▶ **BRIEF**:
From the entries, copy out every line in which the word "Number" is found.

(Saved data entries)
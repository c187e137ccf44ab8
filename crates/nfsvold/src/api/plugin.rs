//! Docker volume plugin protocol.

use std::sync::Arc;

use axum::extract::State;
use axum::routing::post;
use axum::{Json, Router};
use nfsvol::VolumeDriver;
use nfsvol_common::RawOptions;
use serde::{Deserialize, Serialize};
use serde_json::{Map, Value, json};
use tower_http::trace::TraceLayer;

use super::{ErrorResponse, request_scope};

/// Request carrying a volume name.
#[derive(Debug, Default, Deserialize)]
#[serde(rename_all = "PascalCase")]
pub struct NameRequest {
    /// Volume name.
    #[serde(default)]
    pub name: String,
}

/// Create request.
#[derive(Debug, Default, Deserialize)]
#[serde(rename_all = "PascalCase")]
pub struct CreateRequest {
    /// Volume name.
    #[serde(default)]
    pub name: String,
    /// Driver options; may be null.
    #[serde(default)]
    pub opts: Option<RawOptions>,
}

#[derive(Debug, Serialize)]
#[serde(rename_all = "PascalCase")]
struct MountpointResponse {
    mountpoint: String,
    err: String,
}

#[derive(Debug, Serialize)]
#[serde(rename_all = "PascalCase")]
struct VolumeEntry {
    name: String,
    mountpoint: String,
    status: Map<String, Value>,
}

#[derive(Debug, Serialize)]
#[serde(rename_all = "PascalCase")]
struct GetResponse {
    #[serde(skip_serializing_if = "Option::is_none")]
    volume: Option<VolumeEntry>,
    err: String,
}

#[derive(Debug, Serialize)]
#[serde(rename_all = "PascalCase")]
struct ListResponse {
    volumes: Vec<VolumeEntry>,
    err: String,
}

/// Router serving the plugin endpoints for `driver`.
pub fn router(driver: Arc<VolumeDriver>) -> Router {
    Router::new()
        .route("/Plugin.Activate", post(activate))
        .route("/VolumeDriver.Create", post(create))
        .route("/VolumeDriver.Remove", post(remove))
        .route("/VolumeDriver.Mount", post(mount))
        .route("/VolumeDriver.Unmount", post(unmount))
        .route("/VolumeDriver.Path", post(path))
        .route("/VolumeDriver.Get", post(get))
        .route("/VolumeDriver.List", post(list))
        .route("/VolumeDriver.Capabilities", post(capabilities))
        .layer(TraceLayer::new_for_http())
        .with_state(driver)
}

async fn activate(State(driver): State<Arc<VolumeDriver>>) -> Json<Value> {
    Json(json!({ "Implements": driver.activate() }))
}

async fn capabilities(State(driver): State<Arc<VolumeDriver>>) -> Json<Value> {
    Json(json!({ "Capabilities": { "Scope": driver.capabilities() } }))
}

async fn create(
    State(driver): State<Arc<VolumeDriver>>,
    Json(req): Json<CreateRequest>,
) -> Json<ErrorResponse> {
    let result = driver.create(&req.name, req.opts.unwrap_or_default());
    Json(ErrorResponse::from_result(&result))
}

async fn remove(
    State(driver): State<Arc<VolumeDriver>>,
    Json(req): Json<NameRequest>,
) -> Json<ErrorResponse> {
    let (ctx, _guard) = request_scope();
    let result = driver.remove(&ctx, &req.name).await;
    Json(ErrorResponse::from_result(&result))
}

async fn mount(
    State(driver): State<Arc<VolumeDriver>>,
    Json(req): Json<NameRequest>,
) -> Json<MountpointResponse> {
    let (ctx, _guard) = request_scope();
    let response = match driver.mount(&ctx, &req.name).await {
        Ok(mountpoint) => MountpointResponse {
            mountpoint,
            err: String::new(),
        },
        Err(e) => MountpointResponse {
            mountpoint: String::new(),
            err: e.to_string(),
        },
    };
    Json(response)
}

async fn unmount(
    State(driver): State<Arc<VolumeDriver>>,
    Json(req): Json<NameRequest>,
) -> Json<ErrorResponse> {
    let (ctx, _guard) = request_scope();
    let result = driver.unmount(&ctx, &req.name).await;
    Json(ErrorResponse::from_result(&result))
}

async fn path(
    State(driver): State<Arc<VolumeDriver>>,
    Json(req): Json<NameRequest>,
) -> Json<MountpointResponse> {
    let response = match driver.path(&req.name) {
        Ok(mountpoint) => MountpointResponse {
            mountpoint,
            err: String::new(),
        },
        Err(e) => MountpointResponse {
            mountpoint: String::new(),
            err: e.to_string(),
        },
    };
    Json(response)
}

async fn get(
    State(driver): State<Arc<VolumeDriver>>,
    Json(req): Json<NameRequest>,
) -> Json<GetResponse> {
    let response = match driver.get(&req.name) {
        Ok(volume) => GetResponse {
            volume: Some(VolumeEntry {
                name: volume.name,
                mountpoint: volume.mountpoint,
                status: Map::new(),
            }),
            err: String::new(),
        },
        Err(e) => GetResponse {
            volume: None,
            err: e.to_string(),
        },
    };
    Json(response)
}

async fn list(State(driver): State<Arc<VolumeDriver>>) -> Json<ListResponse> {
    let volumes = driver
        .list()
        .into_iter()
        .map(|volume| VolumeEntry {
            name: volume.name,
            mountpoint: volume.mountpoint,
            status: Map::new(),
        })
        .collect();
    Json(ListResponse {
        volumes,
        err: String::new(),
    })
}
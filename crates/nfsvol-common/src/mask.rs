//! Declarative mount option masking.
//!
//! A [`MountOptionMask`] turns a raw, untrusted option set (as received from
//! the container runtime) into a canonical option set: defaults are applied
//! first, user keys are mapped through aliases, ignored keys are dropped,
//! allowed keys are stringified uniformly, and every pair is run through the
//! configured validators. All failures are collected and reported together.

use std::collections::{BTreeMap, BTreeSet};
use std::fmt;
use std::sync::Arc;

use serde_json::Value;
use thiserror::Error;

use crate::error::{DriverError, DriverResult};

/// Raw options as supplied by a caller.
pub type RawOptions = serde_json::Map<String, Value>;

/// Canonical options: every value rendered as a string.
pub type MountOpts = BTreeMap<String, String>;

/// Default key that switches a mask into sloppy mode.
pub const SLOPPY_MOUNT_KEY: &str = "sloppy_mount";

/// A predicate over a single canonical `(key, value)` pair.
pub trait OptionValidator: Send + Sync {
    /// Return a description of the problem if the pair is rejected.
    ///
    /// # Errors
    ///
    /// Returns the human readable reason the pair was rejected.
    fn validate(&self, key: &str, value: &str) -> Result<(), String>;
}

impl<F> OptionValidator for F
where
    F: Fn(&str, &str) -> Result<(), String> + Send + Sync,
{
    fn validate(&self, key: &str, value: &str) -> Result<(), String> {
        self(key, value)
    }
}

/// Aggregated failure from [`MountOptionMask::apply`].
#[derive(Error, Debug, Clone, Default, PartialEq, Eq)]
pub struct MaskError {
    /// Messages returned by validators.
    pub validation: Vec<String>,
    /// User keys that are neither allowed nor ignored.
    pub not_allowed: Vec<String>,
    /// Mandatory keys missing after merging.
    pub missing: Vec<String>,
}

impl MaskError {
    fn is_empty(&self) -> bool {
        self.validation.is_empty() && self.not_allowed.is_empty() && self.missing.is_empty()
    }
}

impl fmt::Display for MaskError {
    fn fmt(&self, f: &mut fmt::Formatter<'_>) -> fmt::Result {
        let lines = [
            ("validation mount options failed", &self.validation),
            ("Not allowed options", &self.not_allowed),
            ("Missing mandatory options", &self.missing),
        ];

        let rendered = lines
            .iter()
            .filter(|(_, list)| !list.is_empty())
            .map(|(desc, list)| format!("- {desc}: {}", list.join(", ")))
            .collect::<Vec<_>>()
            .join("\n");
        f.write_str(&rendered)
    }
}

/// Immutable policy governing which options a caller may set.
#[derive(Clone, Default)]
pub struct MountOptionMask {
    allowed: BTreeSet<String>,
    defaults: MountOpts,
    key_aliases: BTreeMap<String, String>,
    ignored: BTreeSet<String>,
    mandatory: Vec<String>,
    bool_as_int: BTreeSet<String>,
    sloppy: bool,
    validators: Vec<Arc<dyn OptionValidator>>,
}

impl fmt::Debug for MountOptionMask {
    fn fmt(&self, f: &mut fmt::Formatter<'_>) -> fmt::Result {
        f.debug_struct("MountOptionMask")
            .field("allowed", &self.allowed)
            .field("defaults", &self.defaults)
            .field("key_aliases", &self.key_aliases)
            .field("ignored", &self.ignored)
            .field("mandatory", &self.mandatory)
            .field("bool_as_int", &self.bool_as_int)
            .field("sloppy", &self.sloppy)
            .field("validators", &self.validators.len())
            .finish()
    }
}

impl MountOptionMask {
    /// Build a mask.
    ///
    /// A `sloppy_mount` entry in `defaults` turns on sloppy mode, in which
    /// unknown keys are dropped instead of rejected.
    ///
    /// # Errors
    ///
    /// Returns a configuration error if `sloppy_mount` is not a boolean.
    pub fn new<S: Into<String>>(
        allowed: impl IntoIterator<Item = S>,
        defaults: &RawOptions,
        key_aliases: impl IntoIterator<Item = (S, S)>,
        ignored: impl IntoIterator<Item = S>,
        mandatory: impl IntoIterator<Item = S>,
    ) -> DriverResult<Self> {
        let mut mask = Self {
            allowed: allowed.into_iter().map(Into::into).collect(),
            key_aliases: key_aliases
                .into_iter()
                .map(|(k, v)| (k.into(), v.into()))
                .collect(),
            ignored: ignored.into_iter().map(Into::into).collect(),
            mandatory: mandatory.into_iter().map(Into::into).collect(),
            ..Self::default()
        };

        mask.defaults = defaults
            .iter()
            .map(|(k, v)| (k.clone(), mask.uniform_value(k, v)))
            .collect();

        if let Some(value) = mask.defaults.get(SLOPPY_MOUNT_KEY) {
            mask.sloppy = parse_bool(value).ok_or_else(|| DriverError::Config {
                message: format!("Invalid sloppy_mount option: {value:?} is not a boolean"),
            })?;
        }

        Ok(mask)
    }

    /// Render booleans for these keys as `1`/`0` instead of `true`/`false`.
    #[must_use]
    pub fn with_bool_as_int<S: Into<String>>(mut self, keys: impl IntoIterator<Item = S>) -> Self {
        self.bool_as_int.extend(keys.into_iter().map(Into::into));
        self
    }

    /// Append a validator run against every merged pair.
    #[must_use]
    pub fn with_validator(mut self, validator: impl OptionValidator + 'static) -> Self {
        self.validators.push(Arc::new(validator));
        self
    }

    /// Whether unknown keys are silently dropped.
    #[must_use]
    pub const fn is_sloppy(&self) -> bool {
        self.sloppy
    }

    /// The canonical key for a user-supplied key.
    #[must_use]
    pub fn canonical_key<'a>(&'a self, key: &'a str) -> &'a str {
        self.key_aliases.get(key).map_or(key, String::as_str)
    }

    /// Convert raw options into a canonical, validated option set.
    ///
    /// # Errors
    ///
    /// Returns a [`MaskError`] listing every validation failure, disallowed
    /// key and missing mandatory key.
    pub fn apply(&self, user: &RawOptions) -> Result<MountOpts, MaskError> {
        let mut merged = self.defaults.clone();
        let mut errors = MaskError::default();

        for (key, value) in user {
            let canonical = self.canonical_key(key);

            if self.ignored.contains(canonical) {
                continue;
            }

            if self.allowed.contains(canonical) {
                merged.insert(canonical.to_string(), self.uniform_value(canonical, value));
            } else if !self.sloppy {
                errors.not_allowed.push(key.clone());
            }
        }

        for (key, value) in &merged {
            for validator in &self.validators {
                if let Err(reason) = validator.validate(key, value) {
                    errors.validation.push(reason);
                }
            }
        }

        errors.missing = self
            .mandatory
            .iter()
            .filter(|key| !merged.contains_key(key.as_str()))
            .cloned()
            .collect();

        if errors.is_empty() {
            Ok(merged)
        } else {
            errors.not_allowed.sort();
            tracing::debug!(%errors, "Mount options rejected");
            Err(errors)
        }
    }

    fn uniform_value(&self, key: &str, value: &Value) -> String {
        match value {
            Value::String(s) => s.clone(),
            Value::Number(n) if n.is_f64() => {
                n.as_f64().map(canonical_float).unwrap_or_default()
            }
            Value::Number(n) => n.to_string(),
            Value::Bool(b) if self.bool_as_int.contains(key) => {
                (if *b { "1" } else { "0" }).to_string()
            }
            Value::Bool(b) => b.to_string(),
            Value::Null | Value::Array(_) | Value::Object(_) => String::new(),
        }
    }
}

/// Shortest decimal that round-trips, without a trailing `.0` or exponent.
fn canonical_float(value: f64) -> String {
    format!("{value}")
}

/// Parse a boolean the way mount option values spell them.
#[must_use]
pub fn parse_bool(value: &str) -> Option<bool> {
    match value {
        "1" | "t" | "T" | "true" | "TRUE" | "True" => Some(true),
        "0" | "f" | "F" | "false" | "FALSE" | "False" => Some(false),
        _ => None,
    }
}

/// Convert canonical options back into raw form.
#[must_use]
pub fn to_raw(opts: &MountOpts) -> RawOptions {
    opts.iter()
        .map(|(k, v)| (k.clone(), Value::String(v.clone())))
        .collect()
}
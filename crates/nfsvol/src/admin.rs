//! Administrative control: liveness and graceful evacuation.

use std::sync::Arc;

use async_trait::async_trait;
use nfsvol_common::{DriverError, DriverResult};
use parking_lot::RwLock;
use tokio_util::sync::CancellationToken;

/// Something that can release all of its resources before shutdown.
#[async_trait]
pub trait Drainable: Send + Sync {
    /// Release everything.
    ///
    /// # Errors
    ///
    /// Implementations may report a failure; evacuation logs it and moves on.
    async fn drain(&self, ctx: &CancellationToken) -> DriverResult<()>;
}

/// Handle to the process serving plugin requests.
pub trait ServerProcess: Send + Sync {
    /// Ask the server to stop.
    fn interrupt(&self);
}

impl ServerProcess for CancellationToken {
    fn interrupt(&self) {
        self.cancel();
    }
}

/// Drains registered resources and stops the server on request.
#[derive(Default)]
pub struct DriverAdmin {
    server: RwLock<Option<Arc<dyn ServerProcess>>>,
    drainables: RwLock<Vec<Arc<dyn Drainable>>>,
}

impl DriverAdmin {
    /// Create an admin with nothing registered.
    #[must_use]
    pub fn new() -> Self {
        Self::default()
    }

    /// Set the server stopped by [`DriverAdmin::evacuate`].
    pub fn set_server_process(&self, server: Arc<dyn ServerProcess>) {
        *self.server.write() = Some(server);
    }

    /// Add something to drain on evacuation.
    pub fn register_drainable(&self, drainable: Arc<dyn Drainable>) {
        self.drainables.write().push(drainable);
    }

    /// Drain everything, then interrupt the server.
    ///
    /// # Errors
    ///
    /// Fails if no server process has been registered. Drain failures are
    /// only logged.
    pub async fn evacuate(&self, ctx: &CancellationToken) -> DriverResult<()> {
        tracing::info!("Evacuate start");

        let Some(server) = self.server.read().clone() else {
            tracing::error!("Evacuate requested before the server was registered");
            return Err(DriverError::ServerNotFound);
        };

        let drainables = self.drainables.read().clone();
        for drainable in drainables {
            if let Err(e) = drainable.drain(ctx).await {
                tracing::error!(error = %e, "Failed draining");
            }
        }

        server.interrupt();
        tracing::info!("Evacuate end");
        Ok(())
    }

    /// Liveness probe.
    ///
    /// # Errors
    ///
    /// Never fails.
    pub fn ping(&self) -> DriverResult<()> {
        tracing::debug!("Ping");
        Ok(())
    }
}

▶ **EXERCISE OUTPUT**:
            Value::Number(n) if n.is_f64() => {
            Value::Number(n) => n.to_string(),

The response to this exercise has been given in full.